[Collected data]
+++
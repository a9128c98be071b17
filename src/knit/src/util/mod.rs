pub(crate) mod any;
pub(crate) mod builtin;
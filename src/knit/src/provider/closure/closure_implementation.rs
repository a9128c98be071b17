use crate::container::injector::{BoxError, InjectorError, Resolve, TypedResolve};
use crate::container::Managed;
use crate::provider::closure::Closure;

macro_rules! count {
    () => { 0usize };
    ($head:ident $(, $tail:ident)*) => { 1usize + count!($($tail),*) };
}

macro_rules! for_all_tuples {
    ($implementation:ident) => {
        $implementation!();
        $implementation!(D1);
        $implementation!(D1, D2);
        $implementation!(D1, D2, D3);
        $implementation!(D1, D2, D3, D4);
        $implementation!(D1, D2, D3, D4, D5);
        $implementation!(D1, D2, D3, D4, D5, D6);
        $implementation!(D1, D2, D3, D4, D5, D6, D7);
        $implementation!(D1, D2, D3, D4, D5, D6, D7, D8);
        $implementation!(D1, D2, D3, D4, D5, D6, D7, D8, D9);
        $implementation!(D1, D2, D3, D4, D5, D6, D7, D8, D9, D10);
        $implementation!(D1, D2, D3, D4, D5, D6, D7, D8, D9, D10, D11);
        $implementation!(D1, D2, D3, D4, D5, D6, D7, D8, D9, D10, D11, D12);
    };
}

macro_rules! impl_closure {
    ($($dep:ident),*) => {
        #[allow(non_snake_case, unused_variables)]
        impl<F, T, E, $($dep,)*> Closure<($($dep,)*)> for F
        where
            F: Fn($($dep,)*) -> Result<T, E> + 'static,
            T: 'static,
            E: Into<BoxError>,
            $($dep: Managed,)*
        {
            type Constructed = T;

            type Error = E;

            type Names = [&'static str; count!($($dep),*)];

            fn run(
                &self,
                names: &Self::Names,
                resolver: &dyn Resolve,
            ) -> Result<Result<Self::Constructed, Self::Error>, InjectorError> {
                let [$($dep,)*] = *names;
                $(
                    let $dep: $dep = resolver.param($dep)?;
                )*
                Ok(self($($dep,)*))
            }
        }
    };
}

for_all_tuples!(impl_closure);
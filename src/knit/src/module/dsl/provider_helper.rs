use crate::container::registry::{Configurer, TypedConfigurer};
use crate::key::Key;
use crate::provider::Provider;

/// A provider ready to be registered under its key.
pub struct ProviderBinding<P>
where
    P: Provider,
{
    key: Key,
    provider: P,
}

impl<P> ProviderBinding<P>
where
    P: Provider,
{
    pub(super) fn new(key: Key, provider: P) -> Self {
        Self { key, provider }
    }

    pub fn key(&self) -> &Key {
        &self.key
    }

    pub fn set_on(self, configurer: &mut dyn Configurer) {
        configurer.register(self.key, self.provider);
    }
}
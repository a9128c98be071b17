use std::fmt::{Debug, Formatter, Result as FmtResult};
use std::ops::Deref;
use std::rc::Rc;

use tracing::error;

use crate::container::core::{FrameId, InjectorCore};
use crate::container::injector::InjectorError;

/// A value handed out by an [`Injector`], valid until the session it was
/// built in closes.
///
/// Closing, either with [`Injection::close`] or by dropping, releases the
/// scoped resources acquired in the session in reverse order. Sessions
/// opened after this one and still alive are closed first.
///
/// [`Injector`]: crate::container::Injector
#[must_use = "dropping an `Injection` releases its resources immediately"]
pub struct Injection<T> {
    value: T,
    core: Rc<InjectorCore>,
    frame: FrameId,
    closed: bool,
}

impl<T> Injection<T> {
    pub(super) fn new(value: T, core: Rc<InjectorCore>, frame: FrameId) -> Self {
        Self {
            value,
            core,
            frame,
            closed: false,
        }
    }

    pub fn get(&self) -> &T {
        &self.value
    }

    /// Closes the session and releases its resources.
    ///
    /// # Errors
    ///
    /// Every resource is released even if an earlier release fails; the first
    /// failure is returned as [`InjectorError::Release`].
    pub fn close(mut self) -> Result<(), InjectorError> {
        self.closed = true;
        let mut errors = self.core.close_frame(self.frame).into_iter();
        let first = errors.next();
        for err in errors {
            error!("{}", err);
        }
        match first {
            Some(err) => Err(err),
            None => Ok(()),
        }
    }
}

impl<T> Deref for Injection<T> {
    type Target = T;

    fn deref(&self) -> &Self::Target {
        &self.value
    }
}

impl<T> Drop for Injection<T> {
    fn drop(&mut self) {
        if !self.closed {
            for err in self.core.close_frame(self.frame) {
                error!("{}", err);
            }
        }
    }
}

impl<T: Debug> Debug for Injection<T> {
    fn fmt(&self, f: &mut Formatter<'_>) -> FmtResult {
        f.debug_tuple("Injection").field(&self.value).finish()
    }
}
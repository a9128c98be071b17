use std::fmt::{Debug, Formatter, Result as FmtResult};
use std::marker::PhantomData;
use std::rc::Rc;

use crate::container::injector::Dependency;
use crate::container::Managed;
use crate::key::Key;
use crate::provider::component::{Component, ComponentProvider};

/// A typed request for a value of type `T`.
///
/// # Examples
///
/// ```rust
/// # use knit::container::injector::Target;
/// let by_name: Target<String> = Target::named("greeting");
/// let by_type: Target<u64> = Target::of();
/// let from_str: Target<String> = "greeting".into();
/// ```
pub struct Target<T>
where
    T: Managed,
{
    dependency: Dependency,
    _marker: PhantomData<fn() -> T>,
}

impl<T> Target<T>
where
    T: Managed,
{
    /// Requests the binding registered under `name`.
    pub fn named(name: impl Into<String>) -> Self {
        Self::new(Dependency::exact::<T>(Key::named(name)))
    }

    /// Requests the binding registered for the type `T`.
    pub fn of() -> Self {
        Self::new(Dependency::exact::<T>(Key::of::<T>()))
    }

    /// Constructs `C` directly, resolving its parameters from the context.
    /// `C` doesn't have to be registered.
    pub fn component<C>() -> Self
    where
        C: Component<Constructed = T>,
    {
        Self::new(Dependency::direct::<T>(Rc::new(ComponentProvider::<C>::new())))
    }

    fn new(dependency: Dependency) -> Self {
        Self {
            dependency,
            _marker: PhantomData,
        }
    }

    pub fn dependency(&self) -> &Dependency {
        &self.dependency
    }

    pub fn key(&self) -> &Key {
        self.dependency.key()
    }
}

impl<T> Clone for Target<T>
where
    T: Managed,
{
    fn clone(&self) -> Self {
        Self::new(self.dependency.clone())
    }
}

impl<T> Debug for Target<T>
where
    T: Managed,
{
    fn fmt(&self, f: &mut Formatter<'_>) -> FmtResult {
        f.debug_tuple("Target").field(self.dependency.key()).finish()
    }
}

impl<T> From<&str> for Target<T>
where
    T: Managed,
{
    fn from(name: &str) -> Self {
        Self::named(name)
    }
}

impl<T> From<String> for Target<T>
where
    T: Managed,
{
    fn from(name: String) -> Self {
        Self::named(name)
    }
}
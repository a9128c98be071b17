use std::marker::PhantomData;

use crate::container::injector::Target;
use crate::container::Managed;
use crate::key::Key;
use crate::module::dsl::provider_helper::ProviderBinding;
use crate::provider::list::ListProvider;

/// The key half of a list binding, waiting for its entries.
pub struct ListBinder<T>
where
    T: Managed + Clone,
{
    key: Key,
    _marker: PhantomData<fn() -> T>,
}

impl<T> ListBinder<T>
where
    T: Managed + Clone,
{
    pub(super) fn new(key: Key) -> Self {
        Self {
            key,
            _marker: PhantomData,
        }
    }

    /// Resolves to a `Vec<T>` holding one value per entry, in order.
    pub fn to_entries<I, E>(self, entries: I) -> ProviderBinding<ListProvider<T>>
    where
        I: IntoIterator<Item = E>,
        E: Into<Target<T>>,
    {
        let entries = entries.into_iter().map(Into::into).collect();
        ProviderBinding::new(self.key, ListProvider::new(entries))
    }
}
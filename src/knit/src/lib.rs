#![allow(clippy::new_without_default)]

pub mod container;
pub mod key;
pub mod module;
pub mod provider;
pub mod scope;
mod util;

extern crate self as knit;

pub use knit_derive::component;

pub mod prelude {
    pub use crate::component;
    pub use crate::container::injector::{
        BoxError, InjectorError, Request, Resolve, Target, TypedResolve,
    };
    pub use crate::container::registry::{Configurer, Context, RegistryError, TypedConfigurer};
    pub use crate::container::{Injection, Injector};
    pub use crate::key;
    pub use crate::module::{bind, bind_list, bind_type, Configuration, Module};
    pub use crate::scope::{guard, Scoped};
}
+++
> _Activity_: The answer should consist only of the lines from the one with "pub use crate::component;" to the final line of the records above, retyped word for word.

> _Expected output_:
    pub use crate::component;
    pub use crate::container::injector::{
        BoxError, InjectorError, Request, Resolve, Target, TypedResolve,
    };
    pub use crate::container::registry::{Configurer, Context, RegistryError, TypedConfigurer};
    pub use crate::container::{Injection, Injector};
    pub use crate::key;
    pub use crate::module::{bind, bind_list, bind_type, Configuration, Module};
    pub use crate::scope::{guard, Scoped};
}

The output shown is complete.